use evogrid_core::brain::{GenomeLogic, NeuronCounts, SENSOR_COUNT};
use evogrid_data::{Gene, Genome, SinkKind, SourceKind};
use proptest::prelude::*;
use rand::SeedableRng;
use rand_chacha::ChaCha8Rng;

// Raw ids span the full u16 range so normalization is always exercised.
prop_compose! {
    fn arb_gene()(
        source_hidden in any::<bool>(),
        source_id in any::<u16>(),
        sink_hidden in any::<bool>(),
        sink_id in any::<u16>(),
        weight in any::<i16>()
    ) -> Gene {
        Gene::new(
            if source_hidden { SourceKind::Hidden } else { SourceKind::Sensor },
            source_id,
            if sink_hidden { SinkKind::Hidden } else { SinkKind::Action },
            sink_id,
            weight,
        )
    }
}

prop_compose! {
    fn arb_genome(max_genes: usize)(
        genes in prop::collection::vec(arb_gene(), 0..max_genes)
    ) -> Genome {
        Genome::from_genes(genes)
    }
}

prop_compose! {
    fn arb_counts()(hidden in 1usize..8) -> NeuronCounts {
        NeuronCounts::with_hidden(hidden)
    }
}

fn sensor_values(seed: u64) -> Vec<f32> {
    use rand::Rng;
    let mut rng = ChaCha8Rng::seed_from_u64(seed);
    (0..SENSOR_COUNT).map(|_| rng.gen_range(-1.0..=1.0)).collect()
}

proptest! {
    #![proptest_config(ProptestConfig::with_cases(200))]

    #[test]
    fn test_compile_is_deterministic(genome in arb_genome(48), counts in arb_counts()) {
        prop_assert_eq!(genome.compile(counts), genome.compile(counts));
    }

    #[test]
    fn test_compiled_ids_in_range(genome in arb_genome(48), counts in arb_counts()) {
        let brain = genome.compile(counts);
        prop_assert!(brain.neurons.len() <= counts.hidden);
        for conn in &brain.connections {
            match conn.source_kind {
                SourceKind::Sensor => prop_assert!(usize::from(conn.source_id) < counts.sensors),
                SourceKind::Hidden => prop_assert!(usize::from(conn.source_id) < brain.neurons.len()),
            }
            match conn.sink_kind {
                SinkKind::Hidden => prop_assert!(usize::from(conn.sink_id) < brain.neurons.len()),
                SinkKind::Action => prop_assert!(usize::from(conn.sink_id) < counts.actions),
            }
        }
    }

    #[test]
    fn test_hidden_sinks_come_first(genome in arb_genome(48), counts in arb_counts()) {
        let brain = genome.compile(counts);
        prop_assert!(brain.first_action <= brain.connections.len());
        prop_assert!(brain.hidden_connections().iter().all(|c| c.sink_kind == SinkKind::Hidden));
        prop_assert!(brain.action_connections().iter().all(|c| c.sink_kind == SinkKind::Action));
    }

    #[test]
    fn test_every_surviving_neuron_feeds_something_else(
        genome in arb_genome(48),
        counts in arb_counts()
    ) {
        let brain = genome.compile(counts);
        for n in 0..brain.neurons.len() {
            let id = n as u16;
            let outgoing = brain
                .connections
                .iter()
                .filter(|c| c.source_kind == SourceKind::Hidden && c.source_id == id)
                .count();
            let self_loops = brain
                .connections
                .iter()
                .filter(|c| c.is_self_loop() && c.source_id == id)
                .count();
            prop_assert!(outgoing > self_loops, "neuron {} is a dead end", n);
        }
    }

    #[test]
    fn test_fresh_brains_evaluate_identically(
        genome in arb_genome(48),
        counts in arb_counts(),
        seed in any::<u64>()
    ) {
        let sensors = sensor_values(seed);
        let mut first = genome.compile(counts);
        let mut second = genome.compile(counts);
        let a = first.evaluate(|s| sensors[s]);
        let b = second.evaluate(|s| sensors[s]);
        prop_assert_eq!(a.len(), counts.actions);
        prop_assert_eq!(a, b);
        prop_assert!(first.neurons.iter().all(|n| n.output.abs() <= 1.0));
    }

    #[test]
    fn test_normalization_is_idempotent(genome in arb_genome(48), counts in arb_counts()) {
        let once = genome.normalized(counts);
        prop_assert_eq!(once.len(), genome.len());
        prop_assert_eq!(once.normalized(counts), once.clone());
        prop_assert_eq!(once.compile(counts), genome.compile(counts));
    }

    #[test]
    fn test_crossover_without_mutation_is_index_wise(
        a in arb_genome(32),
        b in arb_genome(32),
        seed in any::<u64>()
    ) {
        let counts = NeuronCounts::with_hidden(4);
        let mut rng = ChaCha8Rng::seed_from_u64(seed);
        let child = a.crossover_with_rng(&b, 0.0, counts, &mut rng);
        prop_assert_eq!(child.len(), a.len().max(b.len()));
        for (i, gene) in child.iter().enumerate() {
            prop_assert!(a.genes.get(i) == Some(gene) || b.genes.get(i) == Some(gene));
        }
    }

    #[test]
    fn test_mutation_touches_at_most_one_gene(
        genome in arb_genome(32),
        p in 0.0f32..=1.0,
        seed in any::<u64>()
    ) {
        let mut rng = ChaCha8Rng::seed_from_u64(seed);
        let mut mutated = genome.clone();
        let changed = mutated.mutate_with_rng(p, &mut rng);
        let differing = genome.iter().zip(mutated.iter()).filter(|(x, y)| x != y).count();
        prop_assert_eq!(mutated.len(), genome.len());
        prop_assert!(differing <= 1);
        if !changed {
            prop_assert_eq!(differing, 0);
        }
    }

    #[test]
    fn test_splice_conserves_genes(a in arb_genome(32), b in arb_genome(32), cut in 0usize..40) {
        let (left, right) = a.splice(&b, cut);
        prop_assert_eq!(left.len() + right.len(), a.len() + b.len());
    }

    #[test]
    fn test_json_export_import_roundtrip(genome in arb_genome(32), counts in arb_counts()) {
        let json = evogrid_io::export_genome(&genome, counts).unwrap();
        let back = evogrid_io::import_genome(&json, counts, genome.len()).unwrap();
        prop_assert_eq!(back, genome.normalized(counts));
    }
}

** WORK REQUEST **
How many lines in the entries hold the word "clone"? Only the number is wanted.

** RESULT OF THIS TASK **
2